DF : Le réel problème, c’est que les gens croient que l’on peut simplement adopter un chat, l’amener à la maison et appuyer sur le bouton « on », et ne plus avoir à s’en occuper de sa vie. Très peu de gens connaissent les besoins environnementaux du chat et savent que des éducateurs félins existent pour régler des problèmes de comportement. Ils sont alors abandonnés ou même parfois euthanasiés pour un simple problème de pipi en dehors de la litière, qui aurait pu être réglé simplement en ajoutant ou en déplaçant la litière. Le second problème est le fait que le chat n’a pas vraiment de « valeur ». Lorsque l’on a qu’à ouvrir la porte et adopter le premier chat errant sans avoir fait de recherche ou s’être investi dans son choix,  il ne faut pas s’étonner que les gens ne soient pas prêt à dépenser beaucoup de temps et d’argent pour régler un problème de comportement félin. Je crois heureusement que c’est en train de changer. En dix ans de carrière, j’ai déjà vu une énorme amélioration, et c’est justement pour ça que j’adore les évènements comme le colloque « l’Animal en marche », qui amène les gens à en connaître plus sur les chats.
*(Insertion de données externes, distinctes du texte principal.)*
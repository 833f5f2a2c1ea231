//! Resolved reference records shared by the generators.

use smallvec::SmallVec;

use mvgen_core::{MethodSymbol, ParameterSymbol, SemanticModel, TypeId, TypeSyntax};

/// One occurrence of a type in annotated source.
///
/// Many refs can resolve to the same type; consumers dedupe by
/// [`TypeRef::full_name`].
#[derive(Debug, Clone, PartialEq)]
pub struct TypeRef {
    pub syntax: TypeSyntax,
    pub symbol: Option<TypeId>,
}

impl TypeRef {
    pub fn new(syntax: TypeSyntax, symbol: Option<TypeId>) -> Self {
        Self { syntax, symbol }
    }

    /// Fully-qualified name of the resolved type, or the type as written.
    pub fn full_name(&self, model: &dyn SemanticModel) -> String {
        match self.symbol {
            Some(id) => model.full_name(id).to_string(),
            None => self.syntax.to_string(),
        }
    }
}

/// An attribute to re-emit on a generated member.
#[derive(Debug, Clone, PartialEq, Eq)]
pub struct AttributeInfo {
    /// Fully-qualified name of the attribute class
    pub type_full_name: String,
    /// Arguments as written
    pub arguments: SmallVec<[String; 2]>,
}

impl AttributeInfo {
    /// The attribute as it appears in generated source, brackets included.
    pub fn to_source(&self) -> String {
        if self.arguments.is_empty() {
            format!("[{}]", self.type_full_name)
        } else {
            format!("[{}({})]", self.type_full_name, self.arguments.join(", "))
        }
    }
}

/// An annotated single-parameter method that becomes a bindable property.
#[derive(Debug, Clone, PartialEq)]
pub struct BindingPropertyRef {
    pub method: MethodSymbol,
    pub parameter: ParameterSymbol,
    /// Fully-qualified name of the parameter type
    pub parameter_type: String,
    pub is_parameter_not_union: bool,
    pub skip_binding_property: bool,
    pub skip_converter: bool,
    pub forwarded_field_attributes: Vec<AttributeInfo>,
}

/// An annotated partial void method that becomes a command endpoint.
#[derive(Debug, Clone, PartialEq)]
pub struct BindingCommandRef {
    pub method: MethodSymbol,
    pub parameter: Option<ParameterSymbol>,
    /// Fully-qualified name of the parameter type, when there is a parameter
    pub parameter_type: Option<String>,
    pub skip_binding_command: bool,
    pub forwarded_field_attributes: Vec<AttributeInfo>,
}
//! Cooperative cancellation.

use std::sync::atomic::{AtomicBool, Ordering};
use std::sync::Arc;

use crate::error::{GeneratorError, Result};

/// Shared flag checked at every candidate boundary.
#[derive(Debug, Clone, Default)]
pub struct CancellationToken(Arc<AtomicBool>);

impl CancellationToken {
    pub fn new() -> Self {
        Self::default()
    }

    pub fn cancel(&self) {
        self.0.store(true, Ordering::Relaxed);
    }

    pub fn is_cancelled(&self) -> bool {
        self.0.load(Ordering::Relaxed)
    }

    /// `Err(Cancelled)` once cancellation was requested.
    pub fn check(&self) -> Result<()> {
        if self.is_cancelled() {
            Err(GeneratorError::Cancelled)
        } else {
            Ok(())
        }
    }
}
Est-ce le propriétaire du chat qui doit être éduqué ?

Le propriétaire est-il finalement plus difficile à éduquer que le chat à problèmes ? Quelle est votre méthode ?
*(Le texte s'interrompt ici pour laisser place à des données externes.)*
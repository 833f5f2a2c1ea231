//! Internal union generator: synthesizes a union wrapper for every type
//! that flows through an observable property or a binding endpoint.

mod declaration;
mod emit;

pub use declaration::{InternalUnionDeclaration, UnionType};
pub use emit::UNIONS_NAMESPACE;

use rayon::prelude::*;
use tracing::{debug, warn};

use mvgen_core::{GeneratorConfig, SemanticModel, TypeId};

use crate::cancel::CancellationToken;
use crate::constants::UNION_GENERATOR;
use crate::diagnostics::UNION_INTERNAL_ERROR;
use crate::error::{GeneratorError, Result};
use crate::generator::{guard, internal_error, GeneratedSource, GeneratorOutput, SourceGenerator};
use crate::model::TypeRef;
use crate::output::persist;
use crate::scanner::{scan_union_candidates, Candidate, CandidateKind};
use crate::semantic::{is_valid_compilation, resolve_ignored_type, resolve_type_ref};

#[derive(Debug, Clone, Copy, Default)]
pub struct InternalUnionGenerator;

impl InternalUnionGenerator {
    pub fn new() -> Self {
        Self
    }

    /// Candidate type refs and hand-wrapped types, in scan order.
    fn resolve_candidates(
        &self,
        model: &dyn SemanticModel,
        cancel: &CancellationToken,
    ) -> Result<(Vec<TypeRef>, Vec<TypeId>)> {
        let candidates = scan_union_candidates(model.syntax_trees());
        let (structs, members): (Vec<Candidate<'_>>, Vec<Candidate<'_>>) =
            candidates.into_iter().partition(|c| c.kind == CandidateKind::Struct);

        let (type_refs, ignored) = rayon::join(
            || {
                members
                    .par_iter()
                    .map(|candidate| {
                        cancel.check()?;
                        Ok(resolve_type_ref(model, candidate))
                    })
                    .collect::<Result<Vec<_>>>()
            },
            || {
                structs
                    .par_iter()
                    .map(|candidate| {
                        cancel.check()?;
                        Ok(resolve_ignored_type(model, candidate))
                    })
                    .collect::<Result<Vec<_>>>()
            },
        );

        let type_refs: Vec<TypeRef> = type_refs?.into_iter().flatten().collect();
        let ignored: Vec<TypeId> = ignored?.into_iter().flatten().collect();

        debug!(
            members = members.len(),
            structs = structs.len(),
            type_refs = type_refs.len(),
            ignored = ignored.len(),
            "union candidates resolved"
        );
        Ok((type_refs, ignored))
    }
}

impl SourceGenerator for InternalUnionGenerator {
    fn name(&self) -> &'static str {
        UNION_GENERATOR
    }

    fn generate(
        &self,
        model: &dyn SemanticModel,
        config: &GeneratorConfig,
        cancel: &CancellationToken,
    ) -> Result<GeneratorOutput> {
        if !is_valid_compilation(model) {
            debug!(assembly = model.assembly_name(), "generation disabled for assembly");
            return Ok(GeneratorOutput::default());
        }

        let (type_refs, ignored) = self.resolve_candidates(model, cancel)?;
        if type_refs.is_empty() {
            return Ok(GeneratorOutput::default());
        }
        cancel.check()?;

        let mut output = GeneratorOutput::default();
        let declaration = match guard(|| Ok(InternalUnionDeclaration::new(model, &type_refs, &ignored))) {
            Ok(declaration) => declaration,
            Err(error) => {
                report(&mut output, error)?;
                return Ok(output);
            }
        };

        let value_unions = guard(|| Ok(declaration.generate_unions_for_value_types()));
        let ref_unions = guard(|| Ok(declaration.generate_unions_for_ref_types()));
        let registry = guard(|| Ok(declaration.generate_static_class().into_iter().collect::<Vec<GeneratedSource>>()));

        for emitted in [value_unions, ref_unions, registry] {
            match emitted {
                Ok(sources) => output.sources.extend(sources),
                Err(error) => report(&mut output, error)?,
            }
        }

        debug!(
            value_types = declaration.value_types.len(),
            ref_types = declaration.ref_types.len(),
            "unions generated"
        );
        persist(config, model.assembly_name(), &output.sources);
        Ok(output)
    }
}

fn report(output: &mut GeneratorOutput, error: GeneratorError) -> Result<()> {
    if let GeneratorError::Cancelled = error {
        return Err(error);
    }
    warn!(%error, "union generation failed");
    output.diagnostics.push(internal_error(&UNION_INTERNAL_ERROR, &error));
    Ok(())
}

#[cfg(test)]
mod tests {
    use super::*;
    use mvgen_resolver::{standard_references, unity_engine, Compilation};

    fn compile(source: &str, unity: bool) -> Compilation {
        let mut builder = Compilation::builder("Game").references(standard_references());
        if unity {
            builder = builder.reference(unity_engine());
        }
        builder.source("Test.cs", source).build().unwrap()
    }

    fn run(compilation: &Compilation) -> GeneratorOutput {
        InternalUnionGenerator::new()
            .generate(compilation, &GeneratorConfig::default(), &CancellationToken::new())
            .unwrap()
    }

    const SOURCE: &str = r#"
        using UnityEngine;
        using ZBase.Foundation.Mvvm.ViewBinding;
        namespace Game
        {
            public partial class ImageBinder : MonoBinder<UnityEngine.UI.Image>
            {
                [BindingProperty] private void SetColor(Color color) { }
                [BindingProperty] private void SetSprite(Sprite sprite) { }
                [BindingProperty] private void SetAlpha(float alpha) { }
            }
        }
    "#;

    #[test]
    fn test_units_in_order() {
        let output = run(&compile(SOURCE, true));
        let names: Vec<&str> = output.sources.iter().map(|s| s.hint_name.as_str()).collect();
        assert_eq!(
            names,
            vec![
                "UnityEngine.Color__Union.g.cs",
                "UnityEngine.Sprite__Union.g.cs",
                "Game__UnionRegistry.g.cs",
            ]
        );
        assert!(output.diagnostics.is_empty());
    }

    #[test]
    fn test_value_union_layout() {
        let output = run(&compile(SOURCE, true));
        let text = &output.sources[0].text;

        assert!(text.starts_with("// <auto-generated/>\n"));
        assert!(text.contains("namespace ZBase.Foundation.Mvvm.Unions.__Internal\n{\n"));
        assert!(text.contains("[global::System.CodeDom.Compiler.GeneratedCode(\"ZBase.Foundation.Mvvm.InternalUnionGenerator\", \"1.0.0\")]"));
        assert!(text.contains("LayoutKind.Explicit)]\n    internal readonly struct Union__UnityEngine_Color : global::ZBase.Foundation.Mvvm.Unions.IUnion<global::UnityEngine.Color>\n"));
        assert!(text.contains("public readonly global::UnityEngine.Color Value;"));
        assert!(text.contains("public sealed class Converter : global::ZBase.Foundation.Mvvm.Unions.IUnionConverter<global::UnityEngine.Color>"));
        assert!(text.contains("=> new Union__UnityEngine_Color(value).Union;"));
    }

    #[test]
    fn test_ref_union_is_a_wrapper() {
        let output = run(&compile(SOURCE, true));
        let text = &output.sources[1].text;

        assert!(!text.contains("StructLayout"));
        assert!(text.contains("internal readonly struct Union__UnityEngine_Sprite"));
        assert!(text.contains("public global::UnityEngine.Sprite Value => this.Union.Object as global::UnityEngine.Sprite;"));
        assert!(text.contains("return union.Object is T;"));
    }

    #[test]
    fn test_registry_registers_every_union() {
        let output = run(&compile(SOURCE, true));
        let text = &output.sources[2].text;

        assert!(text.contains("internal static partial class UnionRegistry__Game"));
        assert!(text.contains("RuntimeInitializeOnLoadMethod"));
        let color = text
            .find("TryRegister<global::UnityEngine.Color>(Union__UnityEngine_Color.Converter.Default);")
            .unwrap();
        let sprite = text
            .find("TryRegister<global::UnityEngine.Sprite>(Union__UnityEngine_Sprite.Converter.Default);")
            .unwrap();
        assert!(color < sprite);
        assert!(text.contains("private sealed class PreserveAttribute : global::System.Attribute { }"));
    }

    #[test]
    fn test_registry_without_ui_framework() {
        let source = r#"
            using ZBase.Foundation.Mvvm.ComponentModel;
            namespace Game
            {
                public struct Stats { }
                public partial class Vm : IObservableObject
                {
                    [ObservableProperty] private Stats _stats;
                }
            }
        "#;
        let output = run(&compile(source, false));
        assert_eq!(output.sources.len(), 2);
        let registry = &output.sources[1].text;
        assert!(registry.contains("[global::System.Runtime.CompilerServices.ModuleInitializer]"));
        assert!(!registry.contains("UnityEngine"));
    }

    #[test]
    fn test_no_candidates_no_output() {
        let output = run(&compile("namespace Game { public class Empty { } }", true));
        assert!(output.is_empty());
    }

    #[test]
    fn test_only_native_types_no_output() {
        let source = r#"
            using ZBase.Foundation.Mvvm.ViewBinding;
            namespace Game
            {
                public partial class B : MonoBinder<UnityEngine.UI.Text>
                {
                    [BindingProperty] private void SetText(string value) { }
                }
            }
        "#;
        assert!(run(&compile(source, true)).is_empty());
    }

    #[test]
    fn test_disabled_assembly() {
        let source = r#"
            using UnityEngine;
            using ZBase.Foundation.Mvvm.ViewBinding;
            [assembly: ZBase.Foundation.Mvvm.SkipGeneratorForAssembly]
            namespace Game
            {
                public partial class B : MonoBinder<UnityEngine.UI.Image>
                {
                    [BindingProperty] private void SetColor(Color color) { }
                }
            }
        "#;
        assert!(run(&compile(source, true)).is_empty());
    }

    #[test]
    fn test_cancelled() {
        let cancel = CancellationToken::new();
        cancel.cancel();
        let result = InternalUnionGenerator::new().generate(&compile(SOURCE, true), &GeneratorConfig::default(), &cancel);
        assert!(matches!(result, Err(GeneratorError::Cancelled)));
    }
}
DF: Justement parce que le propriétaire ne s’attendait pas à avoir de problème avec son chat, il est beaucoup moins enclin à accepter certaines solutions. Il faut donc trouver des moyens pour simplifier au maximum les solutions, mais surtout trouver la façon que les propriétaires acceptent d’appliquer cette solution. Croyez-moi c’est presque un art ! Lorsqu’on doit convaincre « Monsieur » qu’une litière supplémentaire devrait être placée à l’endroit où le chat fait ses besoins sur le tapis, qui se trouve tout juste au côté de son canapé préféré, il faut savoir comment s’y prendre. Leur dire simplement de le faire ne donnera rien. Mais si on leur explique qu’une possible cause du comportement vient du fait qu’un chat cherche à séparer l’endroit où il fait ses pipis de ses selles, le lui prouver en lui faisant observer que, dans sa litière actuelle, les pipis sont d’un côté et les selles de l’autre… Là c’est beaucoup plus facile de le convaincre, car il comprend le besoin du chat et les gens adorent comprendre pourquoi leur chat fait ce qu’il fait. Il faut exploiter cette curiosité et s’en servir pour améliorer la relation propriétaire/chat.

 

Quelques conseils pour les propriétaires de chats

Quels conseils pratiques et généraux pourriez-vous donner à un propriétaire qui vous lirait et qui aurait des problèmes avec son chat ?

DF :

  1.  Tout problème de comportement peut avoir une cause médicale. Il faut éliminer la cause médicale possible en consultant d’abord son vétérinaire.
  2. Le taux de résolution pour des problèmes de comportement félin est d’environ 85%, et comme la majorité des problèmes est liée à l’environnement, c’est souvent très facile de les régler.
  3. Ne consultez pas « Dr Google» ou les conseils « d’amis-qui-ont-eût-des-chats-toute-leur-vie » pour régler un problème de comportement félin. Le nombre de mauvaises techniques qui aggraveraient votre cas y est incroyablement élevé.
  4. Fiez-vous plus a des sites de comportementalistes reconnus (vérifier la réputation et surtout le niveau de formation des éducateurs félin, car il y a beaucoup d’improvisation dans notre domaine) et surtout, sachez que chaque cas est différent, et qu’il faut souvent appliquer une variante spécifique à une solution générale pour que le problème se règle complètement. Une consultation est souvent la façon la plus efficace de bien régler un problème…
  5. Surtout, n’attendez pas ! Le chat étant un animal routinier, attendre peut permettre à un comportement de s’enraciner, et il devient alors plus difficile de le changer.